## Exercise aim
Reproduce all entries precisely as they are written.

## Record excerpts

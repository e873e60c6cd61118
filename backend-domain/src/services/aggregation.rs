// Aggregation and filtering engine
// Merges local and normalized external events into the read-side view

use crate::entities::{Event, EventQuery};
use crate::value_objects::Scope;

/// Applies scope, then search and type filters. Local events keep their
/// insertion order and external events are appended after them; no other
/// ordering is promised.
pub fn aggregate_events(
    local: Vec<Event>,
    external: Vec<Event>,
    query: &EventQuery,
    home_region: &str,
) -> Vec<Event> {
    let needle = query.search.to_lowercase();
    select_scope(local, external, query.scope, home_region)
        .into_iter()
        .filter(|event| matches_search(event, &needle))
        .filter(|event| query.type_filter.matches(event.event_type))
        .collect()
}

fn select_scope(
    local: Vec<Event>,
    external: Vec<Event>,
    scope: Scope,
    home_region: &str,
) -> Vec<Event> {
    let local = local.into_iter().filter(|event| !event.is_external());
    match scope {
        Scope::All => local
            .chain(external.into_iter().filter(Event::is_external))
            .collect(),
        Scope::Community => local.collect(),
        Scope::Nearby => {
            let region = home_region.trim().to_lowercase();
            local
                .filter(|event| {
                    !region.is_empty() && event.location.to_lowercase().contains(&region)
                })
                .collect()
        }
    }
}

/// `needle` must already be lowercased. It is matched as given, surrounding
/// whitespace included; empty matches all.
fn matches_search(event: &Event, needle: &str) -> bool {
    needle.is_empty()
        || event.name.to_lowercase().contains(needle)
        || event.description.to_lowercase().contains(needle)
}
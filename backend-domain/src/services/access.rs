// Access control gate
// Ownership and role rules shared by the event store and booking ledger

use crate::entities::{Actor, Booking, Event, EventOrigin};
use crate::value_objects::Role;

pub fn can_create_event(actor: &Actor) -> bool {
    actor.role == Role::Organizer
}

/// External events are never mutable. Local records written before
/// organizer ids existed carry an empty id and fall back to a name match.
pub fn can_mutate_event(actor: &Actor, event: &Event) -> bool {
    match &event.origin {
        EventOrigin::External { .. } => false,
        EventOrigin::Local {
            organizer,
            organizer_id,
            ..
        } => {
            if organizer_id.is_empty() {
                actor.name == *organizer
            } else {
                actor.id == *organizer_id
            }
        }
    }
}

pub fn can_cancel_booking(actor: &Actor, booking: &Booking) -> bool {
    actor.id == booking.user_id || actor.role == Role::Admin
}
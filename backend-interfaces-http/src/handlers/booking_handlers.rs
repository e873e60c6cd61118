use axum::extract::rejection::QueryRejection;
use axum::extract::{Path, Query, State};
use axum::http::HeaderMap;
use axum::Json;
use serde::Deserialize;

use backend_application::commands::booking_commands;
use backend_application::dtos::BookingView;
use backend_application::queries::booking_queries;
use backend_application::AppState;
use backend_domain::BookingPeriod;

use crate::error::HttpError;
use crate::middleware::require_actor;
use crate::response::ApiResponse;

#[derive(Debug, Default, Deserialize)]
pub struct ListBookingsParams {
    pub period: Option<String>,
}

pub async fn list_bookings(
    State(state): State<AppState>,
    headers: HeaderMap,
    params: Result<Query<ListBookingsParams>, QueryRejection>,
) -> Result<Json<ApiResponse>, HttpError> {
    let actor = require_actor(&state, &headers).await?;
    let Query(params) = params?;
    let period = match params.period.as_deref().map(str::trim) {
        None | Some("") | Some("all") => None,
        Some(raw) => Some(
            BookingPeriod::parse(raw)
                .ok_or_else(|| HttpError::BadRequest(format!("invalid period '{}'", raw)))?,
        ),
    };
    let entries = booking_queries::list_user_bookings(&state, &actor.id, period).await?;
    Ok(Json(ApiResponse::bookings(
        entries.iter().map(BookingView::from).collect(),
    )))
}

pub async fn cancel_booking(
    State(state): State<AppState>,
    headers: HeaderMap,
    Path(id): Path<String>,
) -> Result<Json<ApiResponse>, HttpError> {
    let actor = require_actor(&state, &headers).await?;
    booking_commands::cancel_booking(&state, &actor, &id).await?;
    Ok(Json(ApiResponse::message("Booking cancelled successfully")))
}
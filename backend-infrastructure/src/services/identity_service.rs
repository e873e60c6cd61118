use std::collections::HashMap;

use anyhow::Result;
use async_trait::async_trait;

use backend_domain::{Actor, IdentityProvider};

use crate::config::IdentityEntry;

/// Token table loaded from configuration.
#[derive(Default)]
pub struct StaticIdentityProvider {
    actors: HashMap<String, Actor>,
}

impl StaticIdentityProvider {
    pub fn from_entries(entries: &[IdentityEntry]) -> Result<Self> {
        let mut actors = HashMap::with_capacity(entries.len());
        for entry in entries {
            actors.insert(entry.token.trim().to_string(), entry.to_actor()?);
        }
        Ok(Self { actors })
    }

    pub fn len(&self) -> usize {
        self.actors.len()
    }

    pub fn is_empty(&self) -> bool {
        self.actors.is_empty()
    }
}

#[async_trait]
impl IdentityProvider for StaticIdentityProvider {
    async fn current_actor(&self, token: &str) -> Result<Option<Actor>> {
        let token = token.trim();
        if token.is_empty() {
            return Ok(None);
        }
        Ok(self.actors.get(token).cloned())
    }
}
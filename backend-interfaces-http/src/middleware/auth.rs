use axum::http::HeaderMap;
use tracing::error;

use backend_application::AppState;
use backend_domain::Actor;

use crate::error::HttpError;

/// Actor for the request, if a bearer token is present. An unknown token is
/// rejected rather than treated as anonymous.
pub async fn optional_actor(
    state: &AppState,
    headers: &HeaderMap,
) -> Result<Option<Actor>, HttpError> {
    let Some(token) = extract_bearer(headers) else {
        return Ok(None);
    };
    match state.identity.current_actor(&token).await {
        Ok(Some(actor)) => Ok(Some(actor)),
        Ok(None) => Err(HttpError::Unauthorized),
        Err(err) => {
            error!("identity lookup failed: {}", err);
            Err(HttpError::Internal("internal server error".to_string()))
        }
    }
}

pub async fn require_actor(state: &AppState, headers: &HeaderMap) -> Result<Actor, HttpError> {
    optional_actor(state, headers)
        .await?
        .ok_or(HttpError::Unauthorized)
}

pub fn extract_bearer(headers: &HeaderMap) -> Option<String> {
    let value = headers.get("Authorization")?.to_str().ok()?.trim();
    let token = value.strip_prefix("Bearer ")?.trim();
    if token.is_empty() {
        return None;
    }
    Some(token.to_string())
}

## Response
repository e873e60c6cd61118
filename backend-domain/src/services/aggregation.rs
// Aggregation and filtering engine
// Merges local and normalized external events into the read-side view

use crate::entities::{Event, EventQuery};
use crate::value_objects::Scope;

/// Applies scope, then search and type filters. Local events keep their
/// insertion order and external events are appended after them; no other
/// ordering is promised.
pub fn aggregate_events(
    local: Vec<Event>,
    external: Vec<Event>,
    query: &EventQuery,
    home_region: &str,
) -> Vec<Event> {
    let needle = query.search.to_lowercase();
    select_scope(local, external, query.scope, home_region)
        .into_iter()
        .filter(|event| matches_search(event, &needle))
        .filter(|event| query.type_filter.matches(event.event_type))
        .collect()
}

fn select_scope(
    local: Vec<Event>,
    external: Vec<Event>,
    scope: Scope,
    home_region: &str,
) -> Vec<Event> {
    let local = local.into_iter().filter(|event| !event.is_external());
    match scope {
        Scope::All => local
            .chain(external.into_iter().filter(Event::is_external))
            .collect(),
        Scope::Community => local.collect(),
        Scope::Nearby => {
            let region = home_region.trim().to_lowercase();
            local
                .filter(|event| {
                    !region.is_empty() && event.location.to_lowercase().contains(&region)
                })
                .collect()
        }
    }
}

/// `needle` must already be lowercased. It is matched as given, surrounding
/// whitespace included; empty matches all.
fn matches_search(event: &Event, needle: &str) -> bool {
    needle.is_empty()
        || event.name.to_lowercase().contains(needle)
        || event.description.to_lowercase().contains(needle)
}
filename backend-domain/src/services/access.rs
// Access control gate
// Ownership and role rules shared by the event store and booking ledger

use crate::entities::{Actor, Booking, Event, EventOrigin};
use crate::value_objects::Role;

pub fn can_create_event(actor: &Actor) -> bool {
    actor.role == Role::Organizer
}

/// External events are never mutable. Local records written before
/// organizer ids existed carry an empty id and fall back to a name match.
pub fn can_mutate_event(actor: &Actor, event: &Event) -> bool {
    match &event.origin {
        EventOrigin::External { .. } => false,
        EventOrigin::Local {
            organizer,
            organizer_id,
            ..
        } => {
            if organizer_id.is_empty() {
                actor.name == *organizer
            } else {
                actor.id == *organizer_id
            }
        }
    }
}

pub fn can_cancel_booking(actor: &Actor, booking: &Booking) -> bool {
    actor.id == booking.user_id || actor.role == Role::Admin
}
filename backend-interfaces-http/src/handlers/booking_handlers.rs
repository e873e60c6cd61118
use axum::extract::rejection::QueryRejection;
use axum::extract::{Path, Query, State};
use axum::http::HeaderMap;
use axum::Json;
use serde::Deserialize;

use backend_application::commands::booking_commands;
use backend_application::dtos::BookingView;
use backend_application::queries::booking_queries;
use backend_application::AppState;
use backend_domain::BookingPeriod;

use crate::error::HttpError;
use crate::middleware::require_actor;
use crate::response::ApiResponse;

#[derive(Debug, Default, Deserialize)]
pub struct ListBookingsParams {
    pub period: Option<String>,
}

pub async fn list_bookings(
    State(state): State<AppState>,
    headers: HeaderMap,
    params: Result<Query<ListBookingsParams>, QueryRejection>,
) -> Result<Json<ApiResponse>, HttpError> {
    let actor = require_actor(&state, &headers).await?;
    let Query(params) = params?;
    let period = match params.period.as_deref().map(str::trim) {
        None | Some("") | Some("all") => None,
        Some(raw) => Some(
            BookingPeriod::parse(raw)
                .ok_or_else(|| HttpError::BadRequest(format!("invalid period '{}'", raw)))?,
        ),
    };
    let entries = booking_queries::list_user_bookings(&state, &actor.id, period).await?;
    Ok(Json(ApiResponse::bookings(
        entries.iter().map(BookingView::from).collect(),
    )))
}

pub async fn cancel_booking(
    State(state): State<AppState>,
    headers: HeaderMap,
    Path(id): Path<String>,
) -> Result<Json<ApiResponse>, HttpError> {
    let actor = require_actor(&state, &headers).await?;
    booking_commands::cancel_booking(&state, &actor, &id).await?;
    Ok(Json(ApiResponse::message("Booking cancelled successfully")))
}
filename backend-infrastructure/src/services/identity_service.rs
repository e873e60c6cd61118
use std::collections::HashMap;

use anyhow::Result;
use async_trait::async_trait;

use backend_domain::{Actor, IdentityProvider};

use crate::config::IdentityEntry;

/// Token table loaded from configuration.
#[derive(Default)]
pub struct StaticIdentityProvider {
    actors: HashMap<String, Actor>,
}

impl StaticIdentityProvider {
    pub fn from_entries(entries: &[IdentityEntry]) -> Result<Self> {
        let mut actors = HashMap::with_capacity(entries.len());
        for entry in entries {
            actors.insert(entry.token.trim().to_string(), entry.to_actor()?);
        }
        Ok(Self { actors })
    }

    pub fn len(&self) -> usize {
        self.actors.len()
    }

    pub fn is_empty(&self) -> bool {
        self.actors.is_empty()
    }
}

#[async_trait]
impl IdentityProvider for StaticIdentityProvider {
    async fn current_actor(&self, token: &str) -> Result<Option<Actor>> {
        let token = token.trim();
        if token.is_empty() {
            return Ok(None);
        }
        Ok(self.actors.get(token).cloned())
    }
}
filename backend-interfaces-http/src/middleware/auth.rs
use axum::http::HeaderMap;
use tracing::error;

use backend_application::AppState;
use backend_domain::Actor;

use crate::error::HttpError;

/// Actor for the request, if a bearer token is present. An unknown token is
/// rejected rather than treated as anonymous.
pub async fn optional_actor(
    state: &AppState,
    headers: &HeaderMap,
) -> Result<Option<Actor>, HttpError> {
    let Some(token) = extract_bearer(headers) else {
        return Ok(None);
    };
    match state.identity.current_actor(&token).await {
        Ok(Some(actor)) => Ok(Some(actor)),
        Ok(None) => Err(HttpError::Unauthorized),
        Err(err) => {
            error!("identity lookup failed: {}", err);
            Err(HttpError::Internal("internal server error".to_string()))
        }
    }
}

pub async fn require_actor(state: &AppState, headers: &HeaderMap) -> Result<Actor, HttpError> {
    optional_actor(state, headers)
        .await?
        .ok_or(HttpError::Unauthorized)
}

pub fn extract_bearer(headers: &HeaderMap) -> Option<String> {
    let value = headers.get("Authorization")?.to_str().ok()?.trim();
    let token = value.strip_prefix("Bearer ")?.trim();
    if token.is_empty() {
        return None;
    }
    Some(token.to_string())
}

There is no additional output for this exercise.